Obama move alarms Israel supporters
The
administration seeks changes that would permit aid to Palestinians even
if officials backed by Hamas, which has been designated a terrorist
group, become part of a unified Palestinian government.
By Paul Richter
April 27, 2009
Reporting from Washington —
The Obama administration, already on treacherous political ground
because of its outreach to traditional adversaries such as Iran and
Cuba, has opened the door a crack to engagement with the militant group
Hamas.
The
Palestinian group is designated by the U.S. government as a terrorist
organization and under law may not receive federal aid.
But
the administration has asked Congress for minor changes in U.S. law
that would permit aid to continue flowing to Palestinians in the event
Hamas-backed officials become part of a unified Palestinian government.
The
aid measures may never come into play. Power-sharing negotiations
between Hamas and its rival, the U.S.-backed Fatah faction, appear
deadlocked. The two have been bitterly divided since 2007, when Hamas
drove Fatah out of the Gaza Strip. Fatah controls only the West Bank.
Nevertheless,
the move has alarmed congressional supporters of Israel, who are
watching for signs that the new Democratic team at the White House
might be more sympathetic to Palestinians than was the Bush
administration.
The administration's proposal is akin to
agreeing to support a government that "only has a few Nazis in it,"
Rep. Mark Steven Kirk (R-Ill.) told Secretary of State Hillary Rodham
Clinton at a House hearing last week.
The move underscores the
quandary faced by the Obama administration in its efforts to broker
Mideast peace. President Obama has repeatedly called for a separate
Palestinian state. But negotiating a peace agreement, or even
distributing aid, will be difficult without dealing with Hamas, which
won Palestinian elections in 2006.
The administration requested
the changes this month as part of an $83.4-billion emergency spending
bill that also contains funding for the wars in Iraq and Afghanistan.
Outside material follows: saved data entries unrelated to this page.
//! UnaryFunctorNode: per-pixel function of one real input.

use crate::image::PixelKind;
use crate::pipeline::context::RegionContext;
use crate::pipeline::error::PipelineResult;
use crate::pipeline::node::{ConfigValue, NodePlugin};
use crate::pipeline::nodes::offsets_within;
use crate::pipeline::port::PortDescriptor;

static PORTS: &[PortDescriptor] = &[
    PortDescriptor::input("input", PixelKind::Real),
    PortDescriptor::output("output", PixelKind::Real),
];

/// Pure per-pixel function.
#[derive(Debug, Clone, Copy, PartialEq)]
pub enum UnaryFunctor {
    Abs,
    Scale(f64),
}

impl UnaryFunctor {
    #[inline]
    pub fn apply(self, value: f64) -> f64 {
        match self {
            UnaryFunctor::Abs => value.abs(),
            UnaryFunctor::Scale(factor) => value * factor,
        }
    }
}

pub struct UnaryFunctorNode {
    functor: UnaryFunctor,
}

impl UnaryFunctorNode {
    pub fn new(functor: UnaryFunctor) -> Self {
        Self { functor }
    }

    pub fn functor(&self) -> UnaryFunctor {
        self.functor
    }
}

impl NodePlugin for UnaryFunctorNode {
    fn name(&self) -> &str {
        match self.functor {
            UnaryFunctor::Abs => "Abs",
            UnaryFunctor::Scale(_) => "Scale",
        }
    }

    fn ports(&self) -> &[PortDescriptor] {
        PORTS
    }

    fn generate_data(&self, ctx: &mut RegionContext) -> PipelineResult<()> {
        let input = ctx.input(0, "input")?;
        let pixels = input
            .real()
            .ok_or_else(|| ctx.fail("input is not a real buffer"))?;
        let (region, out) = ctx.real_output(0)?;
        for (dst, offset) in out.iter_mut().zip(offsets_within(input.region, region)) {
            *dst = self.functor.apply(pixels[offset]);
        }
        Ok(())
    }

    fn on_config_change(&mut self, key: &str, value: &ConfigValue) -> bool {
        match key {
            "functor" => match value.as_str() {
                Some("abs") => {
                    self.functor = UnaryFunctor::Abs;
                    true
                }
                Some("scale") => {
                    self.functor = UnaryFunctor::Scale(1.0);
                    true
                }
                _ => false,
            },
            "factor" => match (self.functor, value.as_float()) {
                (UnaryFunctor::Scale(_), Some(factor)) => {
                    self.functor = UnaryFunctor::Scale(factor);
                    true
                }
                _ => false,
            },
            _ => false,
        }
    }
}

#[cfg(test)]
mod tests {
    use super::*;
    use crate::image::Image;
    use crate::pipeline::data_object::DataObject;
    use crate::pipeline::executor::Pipeline;
    use crate::pipeline::threader::Threader;
    use crate::region::Region;

    #[test]
    fn test_abs_over_split_pieces() {
        let region = Region::from_size(&[3, 8]);
        let image = Image::from_fn(region, |i| (i[0] - i[1]) as f64);
        let mut pipeline = Pipeline::new(Threader::new(Some(4), 1));
        let abs = pipeline.add_node(UnaryFunctorNode::new(UnaryFunctor::Abs));
        pipeline
            .set_input(abs, "input", DataObject::from_image(image))
            .unwrap();

        let stats = pipeline.update(abs).unwrap();
        assert_eq!(stats.generate_data_calls, 4);
        let out = pipeline.output(abs, "output").unwrap().snapshot().unwrap();
        for index in region.indices() {
            assert_eq!(out.value(&index), Some(((index[0] - index[1]) as f64).abs()));
        }
    }

    #[test]
    fn test_factor_only_applies_to_scale() {
        let mut node = UnaryFunctorNode::new(UnaryFunctor::Abs);
        assert!(!node.on_config_change("factor", &ConfigValue::Float(2.0)));
        assert!(node.on_config_change("functor", &ConfigValue::String("scale".into())));
        assert!(node.on_config_change("factor", &ConfigValue::Int(3)));
        assert_eq!(node.functor(), UnaryFunctor::Scale(3.0));
        assert_eq!(node.functor().apply(-2.0), -6.0);
    }
}
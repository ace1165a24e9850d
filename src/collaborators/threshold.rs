//! Histogram and the IsoData threshold calculator.

use crate::pipeline::error::{PipelineError, PipelineResult};

/// One histogram bin: a representative value and how often it occurs.
#[derive(Debug, Clone, Copy, PartialEq)]
pub struct Bin {
    pub value: f64,
    pub frequency: f64,
}

/// Finite histogram with bins ordered by increasing value.
#[derive(Debug, Clone, PartialEq, Default)]
pub struct Histogram {
    bins: Vec<Bin>,
}

impl Histogram {
    /// Pair `values[i]` with `frequencies[i]`.
    pub fn new(values: &[f64], frequencies: &[f64]) -> PipelineResult<Self> {
        if values.len() != frequencies.len() {
            return Err(PipelineError::LengthMismatch {
                what: "histogram frequencies",
                expected: values.len(),
                found: frequencies.len(),
            });
        }
        let bins = values
            .iter()
            .zip(frequencies)
            .map(|(&value, &frequency)| Bin { value, frequency })
            .collect();
        Ok(Self { bins })
    }

    /// Equal-width histogram of `samples` with `bins` bins between the
    /// smallest and largest sample. Bin values are bin centres.
    pub fn from_samples(samples: &[f64], bins: usize) -> PipelineResult<Self> {
        let finite: Vec<f64> = samples.iter().copied().filter(|v| v.is_finite()).collect();
        if finite.is_empty() || bins == 0 {
            return Err(PipelineError::EmptyInput(
                "cannot build a histogram without samples or bins".into(),
            ));
        }
        let min = finite.iter().copied().fold(f64::INFINITY, f64::min);
        let max = finite.iter().copied().fold(f64::NEG_INFINITY, f64::max);
        if max <= min {
            return Ok(Self {
                bins: vec![Bin {
                    value: min,
                    frequency: finite.len() as f64,
                }],
            });
        }

        let width = (max - min) / bins as f64;
        let mut histogram = Self {
            bins: (0..bins)
                .map(|i| Bin {
                    value: min + (i as f64 + 0.5) * width,
                    frequency: 0.0,
                })
                .collect(),
        };
        for sample in finite {
            let bin = (((sample - min) / width) as usize).min(bins - 1);
            histogram.bins[bin].frequency += 1.0;
        }
        Ok(histogram)
    }

    pub fn bins(&self) -> &[Bin] {
        &self.bins
    }

    pub fn len(&self) -> usize {
        self.bins.len()
    }

    pub fn is_empty(&self) -> bool {
        self.bins.is_empty()
    }

    pub fn total_frequency(&self) -> f64 {
        self.bins.iter().map(|b| b.frequency).sum()
    }

    /// Frequency-weighted mean of the bin values.
    pub fn mean(&self) -> f64 {
        let total = self.total_frequency();
        if total <= 0.0 {
            return 0.0;
        }
        self.bins.iter().map(|b| b.value * b.frequency).sum::<f64>() / total
    }

    /// Weighted sum and total frequency of `bins[range]`.
    fn partition(&self, range: std::ops::Range<usize>) -> (f64, f64) {
        self.bins[range]
            .iter()
            .fold((0.0, 0.0), |(sum, total), b| (sum + b.value * b.frequency, total + b.frequency))
    }
}

/// Result of a threshold computation.
#[derive(Debug, Clone, Copy, PartialEq)]
pub struct Threshold {
    pub value: f64,
    /// Bin that satisfied the IsoData test; `None` when the histogram mean
    /// (or the single bin) was used.
    pub bin: Option<usize>,
}

/// IsoData (iterative intermeans) threshold.
///
/// Scans non-empty bins in increasing order and stops at the first bin whose
/// value is at least the midpoint of the mean below (inclusive) and the mean
/// above. Falls back to the histogram mean when no bin passes.
#[derive(Debug, Clone, Copy, Default)]
pub struct IsoDataThresholdCalculator;

impl IsoDataThresholdCalculator {
    pub fn new() -> Self {
        Self
    }

    pub fn calculate(&self, histogram: &Histogram) -> PipelineResult<Threshold> {
        if histogram.total_frequency() <= 0.0 {
            return Err(PipelineError::EmptyInput("histogram is empty".into()));
        }
        let size = histogram.len();
        if size == 1 {
            return Ok(Threshold {
                value: histogram.bins[0].value,
                bin: None,
            });
        }

        let nonempty = (0..size).filter(|&i| histogram.bins[i].frequency > 0.0);
        for pos in nonempty {
            let (low_sum, low_total) = histogram.partition(0..pos + 1);
            let (high_sum, high_total) = histogram.partition(pos + 1..size);
            if low_total <= f64::EPSILON || high_total <= f64::EPSILON {
                continue;
            }
            let midpoint = (low_sum / low_total + high_sum / high_total) * 0.5;
            let value = histogram.bins[pos].value;
            if value >= midpoint {
                tracing::debug!("IsoData threshold {} at bin {}", value, pos);
                return Ok(Threshold {
                    value,
                    bin: Some(pos),
                });
            }
        }

        let mean = histogram.mean();
        tracing::debug!("IsoData found no crossing, using mean {}", mean);
        Ok(Threshold {
            value: mean,
            bin: None,
        })
    }
}
/// A slot holding a node and its bound data objects.
struct NodeSlot {
    node: AnyNode,
    inputs: Vec<Option<DataHandle>>,
    outputs: Vec<DataHandle>,
    modified: Stamp,
    /// Pipeline time at the last information pass.
    information_time: Stamp,
    progress: Option<ScopeHandle>,
    executions: usize,
    /// Whether this node has been removed (slot is empty).
    deleted: bool,
}

/// Per-update bookkeeping for the forward pass.
struct ForwardState {
    /// Region each node asked of each of its inputs.
    demand: Vec<Vec<Option<Region>>>,
    in_order: Vec<bool>,
    visited: Vec<bool>,
    done: Vec<bool>,
}

/// Node arena plus the update engine.
pub struct Pipeline {
    id: PipelineId,
    nodes: Vec<NodeSlot>,
    threader: Threader,
}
The bill also would provide $840 million for the Palestinian Authority
and for rebuilding in Gaza after the 22-day Israeli military assault
this year. The administration still is wrestling with how to deliver
the aid to Gaza because of the tough federal restrictions on dealing
with Hamas.
U.S. officials insist that the new proposal
doesn't amount to recognizing or aiding Hamas. Under law, any U.S. aid
would require that the Palestinian government meet three long-standing
criteria: recognizing Israel, renouncing violence and agreeing to
follow past Israeli-Palestinian agreements.
Hamas as an
organization doesn't meet those criteria. However, if the rival
Palestinian factions manage to reach a power-sharing deal, the Obama
administration wants to be able to provide aid as long as the
Hamas-backed members of the government -- if not Hamas itself -- meet
the three criteria.
This position marks a shift from the Bush
administration, which disapproved of power sharing and welcomed the
collapse of a unity government in 2007 after only a few months.
Clinton
defended the administration's position last week before Congress. She
said that the United States supports and funds the Lebanese government,
even though it includes members of Hezbollah, another militant group on
the U.S. terrorist list.
She contended that the United States
should try to gradually change the attitudes of Hamas members, as it
did with militants in Northern Ireland, where it helped broker a deal
that included the Irish Republican Army, even though not all of its
members agreed.
"We don't want to . . . bind our hands in the
event that such an agreement is reached, and the government that they
are part of agrees to our principles," she said.
Discussions of
a possible coalition government tend to focus on a team led by someone
acceptable to the West, such as Palestinian Prime Minister Salam
Fayyad, and staffed largely by nonpartisan technocrats.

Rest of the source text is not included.